O'Reilly took their first stab at modeling information about their books in straight XML in a bit of a "tag soup" approach. This proved way too heavyweight for them and they ended up being late in delivering products because of the time it took to modify and extend their XML approach.  They then moved onto ONIX as an internal format, but it was old and writing xpath was a bit nightmarish because of the standards drift involved and other reasons.  In the end it was just not extensible and not friendly toward being agile.   That lead them to take a stab and creating their own schema, which also proved too heavyweight and slow.  Alas they washed up on the shores of Dublin Core, specifically with DC Terms and this introduced them to the world of RDF.

The extensibility of RDF starting with DC seemed pretty cool and useful to them and they kept adding FOAF, BIBLIO and more.  More useful for the company, the problem at the end of the day was they were still thinking in XML terms.  (Implying they should have been thinking in RDF and triples terms instead I suppose.)

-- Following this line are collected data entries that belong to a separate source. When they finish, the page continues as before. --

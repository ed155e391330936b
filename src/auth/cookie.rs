//! Credential carrier: session cookies and bearer headers.

use axum::http::{
    header::{InvalidHeaderValue, AUTHORIZATION, COOKIE},
    HeaderMap, HeaderValue,
};
use std::time::Duration;

use super::session::SessionKind;

pub const ACCESS_COOKIE_NAME: &str = "session_token";
pub const REFRESH_COOKIE_NAME: &str = "refresh_token";
/// Readable by scripts; carries no credential.
pub const MARKER_COOKIE_NAME: &str = "logged_in";

const ACCESS_COOKIE_PATH: &str = "/api/v1";
const REFRESH_COOKIE_PATH: &str = "/api/v1/auth";

#[must_use]
pub const fn cookie_name(kind: SessionKind) -> &'static str {
    match kind {
        SessionKind::Access => ACCESS_COOKIE_NAME,
        SessionKind::Refresh => REFRESH_COOKIE_NAME,
    }
}

const fn cookie_path(kind: SessionKind) -> &'static str {
    match kind {
        SessionKind::Access => ACCESS_COOKIE_PATH,
        SessionKind::Refresh => REFRESH_COOKIE_PATH,
    }
}

/// `HttpOnly` cookie carrying a session token for `ttl`.
///
/// # Errors
/// Fails if the token contains characters not allowed in a header.
pub fn session_cookie(
    kind: SessionKind,
    token: &str,
    ttl: Duration,
    secure: bool,
) -> Result<HeaderValue, InvalidHeaderValue> {
    let mut cookie = format!(
        "{}={token}; Path={}; HttpOnly; SameSite=Lax; Max-Age={}",
        cookie_name(kind),
        cookie_path(kind),
        ttl.as_secs()
    );
    if secure {
        cookie.push_str("; Secure");
    }
    HeaderValue::from_str(&cookie)
}

/// Expire the session cookie of `kind`.
///
/// # Errors
/// Never in practice; the value is static apart from the flags.
pub fn clear_session_cookie(
    kind: SessionKind,
    secure: bool,
) -> Result<HeaderValue, InvalidHeaderValue> {
    let mut cookie = format!(
        "{}=; Path={}; HttpOnly; SameSite=Lax; Max-Age=0",
        cookie_name(kind),
        cookie_path(kind)
    );
    if secure {
        cookie.push_str("; Secure");
    }
    HeaderValue::from_str(&cookie)
}

/// Marker telling a browser front-end a login exists.
///
/// # Errors
/// Never in practice.
pub fn marker_cookie(ttl: Option<Duration>, secure: bool) -> Result<HeaderValue, InvalidHeaderValue> {
    let mut cookie = match ttl {
        Some(ttl) => format!(
            "{MARKER_COOKIE_NAME}=true; Path=/; SameSite=Lax; Max-Age={}",
            ttl.as_secs()
        ),
        None => format!("{MARKER_COOKIE_NAME}=; Path=/; SameSite=Lax; Max-Age=0"),
    };
    if secure {
        cookie.push_str("; Secure");
    }
    HeaderValue::from_str(&cookie)
}

/// Value of the cookie called `name`, if sent.
#[must_use]
pub fn extract_cookie(headers: &HeaderMap, name: &str) -> Option<String> {
    headers
        .get_all(COOKIE)
        .iter()
        .filter_map(|header| header.to_str().ok())
        .flat_map(|value| value.split(';'))
        .filter_map(|pair| {
            let mut parts = pair.trim().splitn(2, '=');
            Some((parts.next()?.trim(), parts.next()?.trim()))
        })
        .find(|(key, _)| *key == name)
        .map(|(_, value)| value.to_string())
        .filter(|value| !value.is_empty())
}

#[must_use]
pub fn extract_bearer_token(headers: &HeaderMap) -> Option<String> {
    let value = headers.get(AUTHORIZATION)?.to_str().ok()?;
    let trimmed = value.trim();
    let token = trimmed
        .strip_prefix("Bearer ")
        .or_else(|| trimmed.strip_prefix("bearer "))?
        .trim();
    if token.is_empty() {
        None
    } else {
        Some(token.to_string())
    }
}

/// Access token from the `Authorization` header, else from its cookie.
#[must_use]
pub fn extract_access_token(headers: &HeaderMap) -> Option<String> {
    extract_bearer_token(headers).or_else(|| extract_cookie(headers, ACCESS_COOKIE_NAME))
}

#[cfg(test)]
mod tests {
    use super::*;

    fn headers(pairs: &[(&'static str, &'static str)]) -> HeaderMap {
        let mut headers = HeaderMap::new();
        for (name, value) in pairs {
            headers.append(*name, HeaderValue::from_static(value));
        }
        headers
    }

    #[test]
    fn access_cookie_attributes() -> Result<(), InvalidHeaderValue> {
        let cookie = session_cookie(SessionKind::Access, "abc", Duration::from_secs(1800), true)?;
        let cookie = cookie.to_str().unwrap_or_default();
        assert!(cookie.starts_with("session_token=abc;"));
        assert!(cookie.contains("Path=/api/v1;"));
        assert!(cookie.contains("HttpOnly"));
        assert!(cookie.contains("Max-Age=1800"));
        assert!(cookie.ends_with("; Secure"));
        Ok(())
    }

    #[test]
    fn refresh_cookie_is_scoped_to_auth_routes() -> Result<(), InvalidHeaderValue> {
        let cookie = session_cookie(SessionKind::Refresh, "xyz", Duration::from_secs(60), false)?;
        let cookie = cookie.to_str().unwrap_or_default();
        assert!(cookie.starts_with("refresh_token=xyz;"));
        assert!(cookie.contains("Path=/api/v1/auth;"));
        assert!(!cookie.contains("Secure"));
        Ok(())
    }

    #[test]
    fn cleared_cookies_expire_immediately() -> Result<(), InvalidHeaderValue> {
        let cookie = clear_session_cookie(SessionKind::Access, false)?;
        assert!(cookie.to_str().unwrap_or_default().contains("Max-Age=0"));
        let marker = marker_cookie(None, false)?;
        assert!(marker.to_str().unwrap_or_default().contains("Max-Age=0"));
        Ok(())
    }

    #[test]
    fn marker_cookie_is_script_readable() -> Result<(), InvalidHeaderValue> {
        let marker = marker_cookie(Some(Duration::from_secs(60)), false)?;
        let marker = marker.to_str().unwrap_or_default();
        assert!(marker.starts_with("logged_in=true;"));
        assert!(!marker.contains("HttpOnly"));
        Ok(())
    }

    #[test]
    fn extract_cookie_finds_named_value() {
        let headers = headers(&[("cookie", "a=1; session_token=tok; b=2")]);
        assert_eq!(extract_cookie(&headers, "session_token").as_deref(), Some("tok"));
        assert_eq!(extract_cookie(&headers, "missing"), None);
    }

    #[test]
    fn extract_cookie_scans_every_header() {
        let headers = headers(&[("cookie", "a=1"), ("cookie", "refresh_token=r")]);
        assert_eq!(extract_cookie(&headers, "refresh_token").as_deref(), Some("r"));
    }

    #[test]
    fn empty_cookie_values_are_absent() {
        let headers = headers(&[("cookie", "session_token=")]);
        assert_eq!(extract_cookie(&headers, "session_token"), None);
    }

    #[test]
    fn bearer_wins_over_cookie() {
        let headers = headers(&[
            ("authorization", "Bearer from-header"),
            ("cookie", "session_token=from-cookie"),
        ]);
        assert_eq!(extract_access_token(&headers).as_deref(), Some("from-header"));

        let headers = headers_only_cookie();
        assert_eq!(extract_access_token(&headers).as_deref(), Some("from-cookie"));
    }

    fn headers_only_cookie() -> HeaderMap {
        headers(&[("cookie", "session_token=from-cookie")])
    }

    #[test]
    fn malformed_bearer_is_ignored() {
        assert_eq!(extract_bearer_token(&headers(&[("authorization", "Basic abc")])), None);
        assert_eq!(extract_bearer_token(&headers(&[("authorization", "Bearer  ")])), None);
    }
}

Early shopping cart systems pushed too much data back and forth and keeping the ordering and purchasing systems in sync was difficult and failed too often.  They moved to RESTful services between systems pushing triples and this improved the service dramatically as well as transforming their business approach to ePubs that allowed for a "user library" approach.  By going to a consolidated business logic and a central metadatastore, this improved the quality of the service significantly.   This got them close enough to the structure needed for stable URIs and web services that they could sustain and improve it for some time.

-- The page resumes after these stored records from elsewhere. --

#[async_trait]
impl IdentityStore for PgStore {
    async fn principal(&self, id: i64) -> Result<Option<Principal>> {
        let query = format!("SELECT {PRINCIPAL_COLUMNS} FROM users WHERE id = $1");
        let row = sqlx::query(&query)
            .bind(id)
            .fetch_optional(&self.pool)
            .instrument(db_span("SELECT", &query))
            .await
            .context("failed to lookup principal")?;
        Ok(row.as_ref().map(principal_from_row))
    }

    async fn credentials_by_email(&self, email: &str) -> Result<Option<Credentials>> {
        let query =
            format!("SELECT {PRINCIPAL_COLUMNS}, password_hash FROM users WHERE email = $1");
        let row = sqlx::query(&query)
            .bind(email)
            .fetch_optional(&self.pool)
            .instrument(db_span("SELECT", &query))
            .await
            .context("failed to lookup credentials")?;
        Ok(row.map(|row| Credentials {
            principal: principal_from_row(&row),
            password_hash: row.get("password_hash"),
        }))
    }

    async fn list_principals(&self, excluded_role: i64) -> Result<Vec<Principal>> {
        let query =
            format!("SELECT {PRINCIPAL_COLUMNS} FROM users WHERE role_id <> $1 ORDER BY id");
        let rows = sqlx::query(&query)
            .bind(excluded_role)
            .fetch_all(&self.pool)
            .instrument(db_span("SELECT", &query))
            .await
            .context("failed to list principals")?;
        Ok(rows.iter().map(principal_from_row).collect())
    }

    async fn insert_principal(&self, principal: NewPrincipal) -> Result<WriteOutcome<Principal>> {
        let query = format!(
            r"
            INSERT INTO users (email, name, surname, password_hash, role_id)
            VALUES ($1, $2, $3, $4, $5)
            RETURNING {PRINCIPAL_COLUMNS}
            "
        );
        let result = sqlx::query(&query)
            .bind(&principal.email)
            .bind(&principal.name)
            .bind(&principal.surname)
            .bind(&principal.password_hash)
            .bind(principal.role_id)
            .fetch_one(&self.pool)
            .instrument(db_span("INSERT", &query))
            .await;

        match result {
            Ok(row) => Ok(WriteOutcome::Written(principal_from_row(&row))),
            Err(err) if is_unique_violation(&err) => Ok(WriteOutcome::Conflict),
            Err(err) if is_foreign_key_violation(&err) => Ok(WriteOutcome::NotFound),
            Err(err) => Err(err).context("failed to insert principal"),
        }
    }

    async fn update_principal(
        &self,
        id: i64,
        update: PrincipalUpdate,
    ) -> Result<WriteOutcome<Principal>> {
        let query = format!(
            r"
            UPDATE users SET
                email = COALESCE($2, email),
                name = COALESCE($3, name),
                surname = COALESCE($4, surname),
                role_id = COALESCE($5, role_id),
                password_hash = COALESCE($6, password_hash),
                updated_at = NOW()
            WHERE id = $1
            RETURNING {PRINCIPAL_COLUMNS}
            "
        );
        let result = sqlx::query(&query)
            .bind(id)
            .bind(update.email)
            .bind(update.name)
            .bind(update.surname)
            .bind(update.role_id)
            .bind(update.password_hash)
            .fetch_optional(&self.pool)
            .instrument(db_span("UPDATE", &query))
            .await;

        match result {
            Ok(Some(row)) => Ok(WriteOutcome::Written(principal_from_row(&row))),
            Ok(None) => Ok(WriteOutcome::NotFound),
            Err(err) if is_unique_violation(&err) => Ok(WriteOutcome::Conflict),
            Err(err) if is_foreign_key_violation(&err) => Ok(WriteOutcome::NotFound),
            Err(err) => Err(err).context("failed to update principal"),
        }
    }

    async fn delete_principal(&self, id: i64) -> Result<DeleteOutcome> {
        let query = "DELETE FROM users WHERE id = $1";
        let result = sqlx::query(query)
            .bind(id)
            .execute(&self.pool)
            .instrument(db_span("DELETE", query))
            .await;

        match result {
            Ok(done) if done.rows_affected() == 0 => Ok(DeleteOutcome::NotFound),
            Ok(_) => Ok(DeleteOutcome::Deleted),
            Err(err) if is_foreign_key_violation(&err) => Ok(DeleteOutcome::InUse),
            Err(err) => Err(err).context("failed to delete principal"),
        }
    }

    async fn role(&self, id: i64) -> Result<Option<Role>> {
        let query = "SELECT id, name FROM roles WHERE id = $1";
        let row = sqlx::query(query)
            .bind(id)
            .fetch_optional(&self.pool)
            .instrument(db_span("SELECT", query))
            .await
            .context("failed to lookup role")?;
        Ok(row.as_ref().map(role_from_row))
    }

    async fn role_by_name(&self, name: &str) -> Result<Option<Role>> {
        let query = "SELECT id, name FROM roles WHERE name = $1";
        let row = sqlx::query(query)
            .bind(name)
            .fetch_optional(&self.pool)
            .instrument(db_span("SELECT", query))
            .await
            .context("failed to lookup role by name")?;
        Ok(row.as_ref().map(role_from_row))
    }

    async fn list_roles(&self) -> Result<Vec<Role>> {
        let query = "SELECT id, name FROM roles ORDER BY id";
        let rows = sqlx::query(query)
            .fetch_all(&self.pool)
            .instrument(db_span("SELECT", query))
            .await
            .context("failed to list roles")?;
        Ok(rows.iter().map(role_from_row).collect())
    }

    async fn insert_role(&self, name: &str) -> Result<WriteOutcome<Role>> {
        let query = "INSERT INTO roles (name) VALUES ($1) RETURNING id, name";
        let result = sqlx::query(query)
            .bind(name)
            .fetch_one(&self.pool)
            .instrument(db_span("INSERT", query))
            .await;

        match result {
            Ok(row) => Ok(WriteOutcome::Written(role_from_row(&row))),
            Err(err) if is_unique_violation(&err) => Ok(WriteOutcome::Conflict),
            Err(err) => Err(err).context("failed to insert role"),
        }
    }

    async fn rename_role(&self, id: i64, name: &str) -> Result<WriteOutcome<Role>> {
        let query = "UPDATE roles SET name = $2 WHERE id = $1 RETURNING id, name";
        let result = sqlx::query(query)
            .bind(id)
            .bind(name)
            .fetch_optional(&self.pool)
            .instrument(db_span("UPDATE", query))
            .await;

        match result {
            Ok(Some(row)) => Ok(WriteOutcome::Written(role_from_row(&row))),
            Ok(None) => Ok(WriteOutcome::NotFound),
            Err(err) if is_unique_violation(&err) => Ok(WriteOutcome::Conflict),
            Err(err) => Err(err).context("failed to rename role"),
        }
    }

    async fn delete_role(&self, id: i64) -> Result<DeleteOutcome> {
        // permissions rows cascade; users block the delete.
        let query = "DELETE FROM roles WHERE id = $1";
        let result = sqlx::query(query)
            .bind(id)
            .execute(&self.pool)
            .instrument(db_span("DELETE", query))
            .await;

        match result {
            Ok(done) if done.rows_affected() == 0 => Ok(DeleteOutcome::NotFound),
            Ok(_) => Ok(DeleteOutcome::Deleted),
            Err(err) if is_foreign_key_violation(&err) => Ok(DeleteOutcome::InUse),
            Err(err) => Err(err).context("failed to delete role"),
        }
    }

    async fn ping(&self) -> Result<()> {
        sqlx::query("SELECT 1")
            .execute(&self.pool)
            .instrument(tracing::info_span!(
                "db.ping",
                db.system = "postgresql",
                db.operation = "PING"
            ))
            .await
            .context("database ping failed")?;
        Ok(())
    }
}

With the emergence of cloud services this changed the landscape for them when service requests became too much for the old system.  They were able to transition to cloud services because their stable URI structure allowed easy porting of the service without changing references to the resources.   A major failing of their system still was that they were trying to parse RDF as xpath or xquery and they still hadn't really taken the full RDF triplestore approach.

Moving to making their queries to SPARQL significantly improved services and made the system much more extensible by leveraging systems like Jena.    Underlying it all were N-triples and this put them in a position to adapt very quickly to expanding needs and evolving their services.   The ease of querying and performance improvements lead to another problem, that they could too easily push way too much information at he user and contextualizing that information in a more meaningful way became a business priority.  

An interesting note on training staff to use SPARQL was that people completely new to querying languages picked it up faster than those who already knew SQL.  "How do I do a JOIN" was too common a point of confusion with the later crowd.

Tools used to manage their system.  They took RDF Graphs and transformed them with pymantic and converted them into Python Object Graphics and used both for the user presentation end as well as on the server side.  They had the predictable problems of multi-threaded processing with Python but avoided this with either brute force or by managing their information as flat documents.  

The culmination of this approach was the ability to adapt very quickly to business needs, citing the Microsoft Press project as an example of significantly expanding the services in as little as 8 weeks.

Their using Jena primarily as their storage and server of triples.  They noted that Quads didn't preform as well as Triples in their case.

My Own Comments follow

Overall great demo.  My head is a swimming a bit because I'm trying to merge the concepts in my own head of how we manage information and objects in a repository versus the success cases I'm hearing about.  I believe it's likely we need to move in a direction of managing the objects and editing the metadata through Fedora but serving and linking the information by producing RDF from that and coming up with a management system to link all the triples produced from that RDF.  This isn't really all that big a step but it's something I need to sit down and talk over with everyone.